SMEs also need a simpler way of compiling sustainability reports, says Lee. He praises the upcoming Singapore Emissions Factors Registry (SEFR), which will have a database of emissions factors reflective of local conditions. This will help businesses report on their emissions more precisely.

Announced in April, the SEFR is a collaboration among the Singapore Business Federation, the Agency for Science, Technology and Research (A*STAR), PwC and Singtel.

Finally, the government has a role in providing support, says Lee, through “nudging” companies to begin their sustainability journeys.

Multinational companies (MNCs) are “a little bit more advanced” in their climate journeys, he adds. “They have the resources; they have the know-how. So really, what we want to encourage them to do is to pass on that knowledge to their suppliers.”

SATS, for example, introduced in 2023 supplier engagement workshops to increase understanding on sustainability and better track sustainability practices with its supply chain partners. The first workshop in April 2023 was conducted with the support of United Nations Global Compact Network Singapore (GCNS) and EnterpriseSG to upskill more than 85 suppliers.

The Mainboard-listed provider of ground handling, air cargo and food solutions also announced in February a collaboration with United Overseas Bank U11 (UOB) to conduct similar workshops for its suppliers, including one on transitioning to electric vehicles.

Lee says there are plans to emulate such projects in the semiconductor and petrochemical sectors in Singapore. Banks, too, have a role in providing loans tied to sustainability efforts, he adds.
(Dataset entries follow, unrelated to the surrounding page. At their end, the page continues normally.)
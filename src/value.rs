//! Values exchanged with the driver and the kinds hydrated members declare.
//!
//! [`Value`] is the closed set of SQL values that travel in both directions:
//! bound parameters going out, row cells coming back. [`Kind`] names the
//! declared type of a hydration target and drives the coercion engine.

// used for persistence
use rusqlite::types::{ToSql, ToSqlOutput, ValueRef};

// used for timestamps
use chrono::{DateTime, FixedOffset, NaiveDate, NaiveDateTime, Utc};
// used for decimal numbers
use bigdecimal::BigDecimal;
// used for GUID-like identifiers
use uuid::Uuid;

// used to print out readable forms of a value
use std::fmt;

pub const DATE_FORMAT: &str = "%Y-%m-%d";
pub const DATETIME_FORMAT: &str = "%Y-%m-%d %H:%M:%S%.f";

#[derive(Debug, Clone, PartialEq, Default)]
pub enum Value {
    #[default]
    Null,
    Bool(bool),
    Int(i64),
    Float(f64),
    Decimal(BigDecimal),
    Text(String),
    Blob(Vec<u8>),
    Date(NaiveDate),
    DateTime(NaiveDateTime),
    DateTimeOffset(DateTime<FixedOffset>),
    Guid(Uuid),
}

/// Declared type of a hydration target.
///
/// Integer widths are kept apart so that coercion can range-check before a
/// member setter narrows the value.
#[derive(Debug, Clone, Copy, PartialEq, Eq)]
pub enum Kind {
    Null,
    Bool,
    Int8,
    Int16,
    Int32,
    Int64,
    UInt8,
    UInt16,
    UInt32,
    UInt64,
    Float32,
    Float64,
    Decimal,
    Text,
    Blob,
    Date,
    DateTime,
    DateTimeOffset,
    Guid,
    /// An enumeration described by its `(name, ordinal)` pairs.
    Enum(&'static [(&'static str, i64)]),
    /// A type only a registered coercer knows how to produce.
    Custom(&'static str),
}

impl Kind {
    /// Name used to look up a registered coercer.
    pub fn name(&self) -> &'static str {
        match self {
            Kind::Null => "Null",
            Kind::Bool => "Bool",
            Kind::Int8 => "Int8",
            Kind::Int16 => "Int16",
            Kind::Int32 => "Int32",
            Kind::Int64 => "Int64",
            Kind::UInt8 => "UInt8",
            Kind::UInt16 => "UInt16",
            Kind::UInt32 => "UInt32",
            Kind::UInt64 => "UInt64",
            Kind::Float32 => "Float32",
            Kind::Float64 => "Float64",
            Kind::Decimal => "Decimal",
            Kind::Text => "Text",
            Kind::Blob => "Blob",
            Kind::Date => "Date",
            Kind::DateTime => "DateTime",
            Kind::DateTimeOffset => "DateTimeOffset",
            Kind::Guid => "Guid",
            Kind::Enum(_) => "Enum",
            Kind::Custom(name) => name,
        }
    }
    pub fn is_integer(&self) -> bool {
        matches!(
            self,
            Kind::Int8
                | Kind::Int16
                | Kind::Int32
                | Kind::Int64
                | Kind::UInt8
                | Kind::UInt16
                | Kind::UInt32
                | Kind::UInt64
        )
    }
    /// Whether `i` is representable by this integer kind.
    pub fn fits(&self, i: i64) -> bool {
        match self {
            Kind::Int8 => i8::try_from(i).is_ok(),
            Kind::Int16 => i16::try_from(i).is_ok(),
            Kind::Int32 => i32::try_from(i).is_ok(),
            Kind::Int64 => true,
            Kind::UInt8 => u8::try_from(i).is_ok(),
            Kind::UInt16 => u16::try_from(i).is_ok(),
            Kind::UInt32 => u32::try_from(i).is_ok(),
            Kind::UInt64 => i >= 0,
            _ => false,
        }
    }
}

impl Value {
    pub fn kind(&self) -> Kind {
        match self {
            Value::Null => Kind::Null,
            Value::Bool(_) => Kind::Bool,
            Value::Int(_) => Kind::Int64,
            Value::Float(_) => Kind::Float64,
            Value::Decimal(_) => Kind::Decimal,
            Value::Text(_) => Kind::Text,
            Value::Blob(_) => Kind::Blob,
            Value::Date(_) => Kind::Date,
            Value::DateTime(_) => Kind::DateTime,
            Value::DateTimeOffset(_) => Kind::DateTimeOffset,
            Value::Guid(_) => Kind::Guid,
        }
    }
    pub fn is_null(&self) -> bool {
        matches!(self, Value::Null)
    }
    pub fn as_str(&self) -> Option<&str> {
        match self {
            Value::Text(s) => Some(s),
            _ => None,
        }
    }
    /// Plain textual form, `None` for NULL.
    pub fn to_text(&self) -> Option<String> {
        match self {
            Value::Null => None,
            Value::Text(s) => Some(s.clone()),
            other => Some(other.to_string()),
        }
    }
    /// Renders the value as a SQL literal, for diagnostics only.
    pub fn to_sql_literal(&self) -> String {
        match self {
            Value::Null => String::from("NULL"),
            Value::Bool(b) => String::from(if *b { "1" } else { "0" }),
            Value::Int(i) => i.to_string(),
            Value::Float(f) => f.to_string(),
            Value::Decimal(d) => d.to_string(),
            Value::Blob(b) => format!("X'{}'", hex(b)),
            other => quote(&other.to_string()),
        }
    }
    pub fn to_json(&self) -> serde_json::Value {
        use serde_json::Value as Json;
        match self {
            Value::Null => Json::Null,
            Value::Bool(b) => Json::Bool(*b),
            Value::Int(i) => Json::from(*i),
            Value::Float(f) => serde_json::Number::from_f64(*f)
                .map(Json::Number)
                .unwrap_or(Json::Null),
            Value::Text(s) => Json::String(s.clone()),
            other => Json::String(other.to_string()),
        }
    }
}

fn quote(s: &str) -> String {
    format!("'{}'", s.replace('\'', "''"))
}

fn hex(bytes: &[u8]) -> String {
    bytes.iter().map(|b| format!("{:02X}", b)).collect()
}

impl fmt::Display for Value {
    fn fmt(&self, f: &mut fmt::Formatter) -> fmt::Result {
        match self {
            Value::Null => write!(f, "NULL"),
            Value::Bool(b) => write!(f, "{}", b),
            Value::Int(i) => write!(f, "{}", i),
            Value::Float(x) => write!(f, "{}", x),
            Value::Decimal(d) => write!(f, "{}", d),
            Value::Text(s) => write!(f, "{}", s),
            Value::Blob(b) => write!(f, "{}", hex(b)),
            Value::Date(d) => write!(f, "{}", d.format(DATE_FORMAT)),
            Value::DateTime(d) => write!(f, "{}", d.format(DATETIME_FORMAT)),
            Value::DateTimeOffset(d) => write!(f, "{}", d.to_rfc3339()),
            Value::Guid(g) => write!(f, "{}", g.hyphenated()),
        }
    }
}

impl ToSql for Value {
    fn to_sql(&self) -> rusqlite::Result<ToSqlOutput<'_>> {
        Ok(match self {
            Value::Null => ToSqlOutput::Owned(rusqlite::types::Value::Null),
            Value::Bool(b) => ToSqlOutput::from(*b),
            Value::Int(i) => ToSqlOutput::from(*i),
            Value::Float(f) => ToSqlOutput::from(*f),
            Value::Text(s) => ToSqlOutput::from(s.as_str()),
            Value::Blob(b) => ToSqlOutput::from(b.as_slice()),
            other => ToSqlOutput::from(other.to_string()),
        })
    }
}

impl From<ValueRef<'_>> for Value {
    fn from(value: ValueRef<'_>) -> Self {
        match value {
            ValueRef::Null => Value::Null,
            ValueRef::Integer(i) => Value::Int(i),
            ValueRef::Real(f) => Value::Float(f),
            ValueRef::Text(t) => Value::Text(String::from_utf8_lossy(t).into_owned()),
            ValueRef::Blob(b) => Value::Blob(b.to_vec()),
        }
    }
}

macro_rules! value_from {
    ($($t:ty => $variant:ident),* $(,)?) => {
        $(
            impl From<$t> for Value {
                fn from(v: $t) -> Self {
                    Value::$variant(v.into())
                }
            }
        )*
    };
}

value_from!(
    bool => Bool,
    i8 => Int,
    i16 => Int,
    i32 => Int,
    i64 => Int,
    u8 => Int,
    u16 => Int,
    u32 => Int,
    f32 => Float,
    f64 => Float,
    BigDecimal => Decimal,
    String => Text,
    Vec<u8> => Blob,
    NaiveDate => Date,
    NaiveDateTime => DateTime,
    DateTime<FixedOffset> => DateTimeOffset,
    Uuid => Guid,
);

impl From<&str> for Value {
    fn from(v: &str) -> Self {
        Value::Text(v.to_string())
    }
}
impl From<&String> for Value {
    fn from(v: &String) -> Self {
        Value::Text(v.clone())
    }
}
impl From<DateTime<Utc>> for Value {
    fn from(v: DateTime<Utc>) -> Self {
        Value::DateTimeOffset(v.fixed_offset())
    }
}
impl<T: Into<Value>> From<Option<T>> for Value {
    fn from(v: Option<T>) -> Self {
        v.map(Into::into).unwrap_or(Value::Null)
    }
}
// used for persistence
use rusqlite::{Connection as RawConnection, InterruptHandle, Rows, Statement};

use parking_lot::ReentrantMutex;
use std::path::{Path, PathBuf};
use std::sync::Arc;
use std::time::Duration;
use tracing::debug;

use super::{Connection, CredentialSupplier, Cursor, Driver, Interrupt};
use crate::error::{Error, Result};
use crate::params::{BoundParameter, ParamDirection};
use crate::value::Value;

pub const DEFAULT_BUSY_TIMEOUT: Duration = Duration::from_secs(5);

#[derive(Debug, Clone, PartialEq, Eq)]
pub enum ConnectionTarget {
    /// A private in-memory database that lives as long as the driver.
    Memory,
    File(PathBuf),
}

// The in-memory connection is re-entrant so that a row visitor may run further
// statements on it from the same thread.
enum Backing {
    Memory {
        connection: Arc<ReentrantMutex<RawConnection>>,
        interrupt: Arc<InterruptHandle>,
    },
    File(PathBuf),
}

pub struct SqliteDriver {
    target: ConnectionTarget,
    backing: Backing,
    credentials: Option<Arc<dyn CredentialSupplier>>,
    busy_timeout: Duration,
}

impl SqliteDriver {
    pub fn new(target: ConnectionTarget) -> Result<Self> {
        let backing = match &target {
            ConnectionTarget::Memory => {
                let connection = RawConnection::open_in_memory()?;
                let interrupt = Arc::new(connection.get_interrupt_handle());
                Backing::Memory {
                    connection: Arc::new(ReentrantMutex::new(connection)),
                    interrupt,
                }
            }
            ConnectionTarget::File(path) => Backing::File(path.clone()),
        };
        Ok(Self {
            target,
            backing,
            credentials: None,
            busy_timeout: DEFAULT_BUSY_TIMEOUT,
        })
    }
    pub fn in_memory() -> Result<Self> {
        Self::new(ConnectionTarget::Memory)
    }
    /// The supplied key is applied with `PRAGMA key` whenever a file is opened.
    pub fn with_credentials(mut self, supplier: impl CredentialSupplier + 'static) -> Self {
        self.credentials = Some(Arc::new(supplier));
        self
    }
    pub fn with_busy_timeout(mut self, busy_timeout: Duration) -> Self {
        self.busy_timeout = busy_timeout;
        self
    }
    pub fn target(&self) -> &ConnectionTarget {
        &self.target
    }
    fn open_file(&self, path: &Path) -> Result<RawConnection> {
        if path.as_os_str().is_empty() {
            return Err(Error::Config(String::from("The database path is empty")));
        }
        let connection = RawConnection::open(path)?;
        if let Some(supplier) = &self.credentials {
            if let Some(key) = supplier.credential()? {
                connection.pragma_update(None, "key", key)?;
            }
        }
        Ok(connection)
    }
}

impl Driver for SqliteDriver {
    fn connect(&self) -> Result<Box<dyn Connection>> {
        let handle = match &self.backing {
            Backing::Memory {
                connection,
                interrupt,
            } => Handle::Shared(connection.clone(), interrupt.clone()),
            Backing::File(path) => {
                let connection = self.open_file(path)?;
                let interrupt = Arc::new(connection.get_interrupt_handle());
                Handle::Owned(connection, interrupt)
            }
        };
        let busy_timeout = self.busy_timeout;
        handle.with(|c| Ok(c.busy_timeout(busy_timeout)?))?;
        Ok(Box::new(SqliteConnection { handle }))
    }
    fn name(&self) -> &str {
        "sqlite"
    }
}

enum Handle {
    Owned(RawConnection, Arc<InterruptHandle>),
    Shared(Arc<ReentrantMutex<RawConnection>>, Arc<InterruptHandle>),
}

impl Handle {
    fn with<R>(&self, f: impl FnOnce(&RawConnection) -> Result<R>) -> Result<R> {
        match self {
            Handle::Owned(connection, _) => f(connection),
            Handle::Shared(connection, _) => {
                let guard = connection.lock();
                f(&guard)
            }
        }
    }
    fn interrupt(&self) -> Arc<InterruptHandle> {
        match self {
            Handle::Owned(_, interrupt) | Handle::Shared(_, interrupt) => interrupt.clone(),
        }
    }
}

pub struct SqliteConnection {
    handle: Handle,
}

fn bind(statement: &mut Statement<'_>, params: &[BoundParameter]) -> Result<()> {
    for param in params {
        if param.direction() != ParamDirection::Input {
            return Err(Error::Unsupported(format!(
                "{:?} parameter {} (sqlite binds input parameters only)",
                param.direction(),
                param.name()
            )));
        }
        match statement.parameter_index(param.name())? {
            Some(index) => statement.raw_bind_parameter(index, param.value())?,
            None => debug!(name = param.name(), "Parameter is not referenced by the statement"),
        }
    }
    Ok(())
}

impl Connection for SqliteConnection {
    fn execute(&self, sql: &str, params: &[BoundParameter]) -> Result<usize> {
        self.handle.with(|connection| {
            let mut statement = connection.prepare(sql)?;
            bind(&mut statement, params)?;
            Ok(statement.raw_execute()?)
        })
    }
    fn query(
        &self,
        sql: &str,
        params: &[BoundParameter],
        visit: &mut dyn FnMut(&mut dyn Cursor) -> Result<()>,
    ) -> Result<()> {
        self.handle.with(|connection| {
            let mut statement = connection.prepare(sql)?;
            bind(&mut statement, params)?;
            let columns: Vec<String> = statement
                .column_names()
                .into_iter()
                .map(String::from)
                .collect();
            let mut cursor = SqliteCursor {
                current: Vec::with_capacity(columns.len()),
                columns,
                rows: statement.raw_query(),
            };
            visit(&mut cursor)
        })
    }
    fn interrupt_handle(&self) -> Option<Box<dyn Interrupt>> {
        Some(Box::new(SqliteInterrupt(self.handle.interrupt())))
    }
}

struct SqliteInterrupt(Arc<InterruptHandle>);

impl Interrupt for SqliteInterrupt {
    fn interrupt(&self) {
        self.0.interrupt();
    }
}

pub struct SqliteCursor<'stmt> {
    rows: Rows<'stmt>,
    columns: Vec<String>,
    current: Vec<Value>,
}

impl Cursor for SqliteCursor<'_> {
    fn columns(&self) -> &[String] {
        &self.columns
    }
    fn next_row(&mut self) -> Result<Option<&[Value]>> {
        let width = self.columns.len();
        match self.rows.next()? {
            Some(row) => {
                self.current.clear();
                for i in 0..width {
                    self.current.push(Value::from(row.get_ref(i)?));
                }
                Ok(Some(&self.current))
            }
            None => Ok(None),
        }
    }
}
“We can’t do this alone; we are all in this. We all need to see how we can help each other move forward one step at a time,” says Lee.

Upcoming grant

In conversation with Eric Lian, UOB’s head of group commercial banking, Lee reiterates the important but daunting work behind sustainability reporting. “I want to not trivialise the effort required… [It is] not a trivial exercise; it requires effort.”

All statutory boards will begin mandatory sustainability reporting this financial year, EnterpriseSG included. “I thought I knew a lot,” says Lee, “but actually, there’s nothing quite like just actually getting started and doing it.”

Since FY2023, the Singapore Exchange S68 (SGX) has required listed issuers in the financial, energy and agriculture, food and forestry products industries to provide climate-related disclosures aligned with the Task Force on Climate-Related Financial Disclosures’ (TCFD) recommendations.

By FY2025, Singapore’s listed issuers will be required to use the International Sustainability Standards Board’s (ISSB) standards for climate-related disclosures. Some non-listed companies — those with annual revenue of at least $1 billion and with total assets of at least $500 million — will be required to do the same starting FY2027.

To help these firms, EnterpriseSG and the Singapore Economic Development Board (EDB) will launch a Sustainability Reporting Grant in 4Q2024. The grant will provide funding support for large companies with annual revenue of at least $100 million to cover a portion of their costs in producing their first sustainability report in Singapore. The grant defrays up to 30% of qualifying costs, or $150,000, whichever lower.

To enable SMEs to do sustainability reporting, EnterpriseSG is calling for proposals to appoint sustainability service providers to offer “affordable” sustainability reporting packages to SMEs and internships to students and mid-career working professionals.

The SME Sustainability Reporting Support Programme, also targeted for 4Q2024, will be available for three years. EnterpriseSG will defray 70% of eligible costs for SMEs participating in the first year of the programme, and 50% of costs for the next two years.

“We really need you to be on this journey,” says Lee to SME leaders in the ballroom. “So, if you’re thinking hard about this, I strongly encourage you to approach your banker, to approach SBF, the other TACs [Trade Associations and Chambers], and also to approach us, Enterprise Singapore; we are more than keen to help you on this journey.”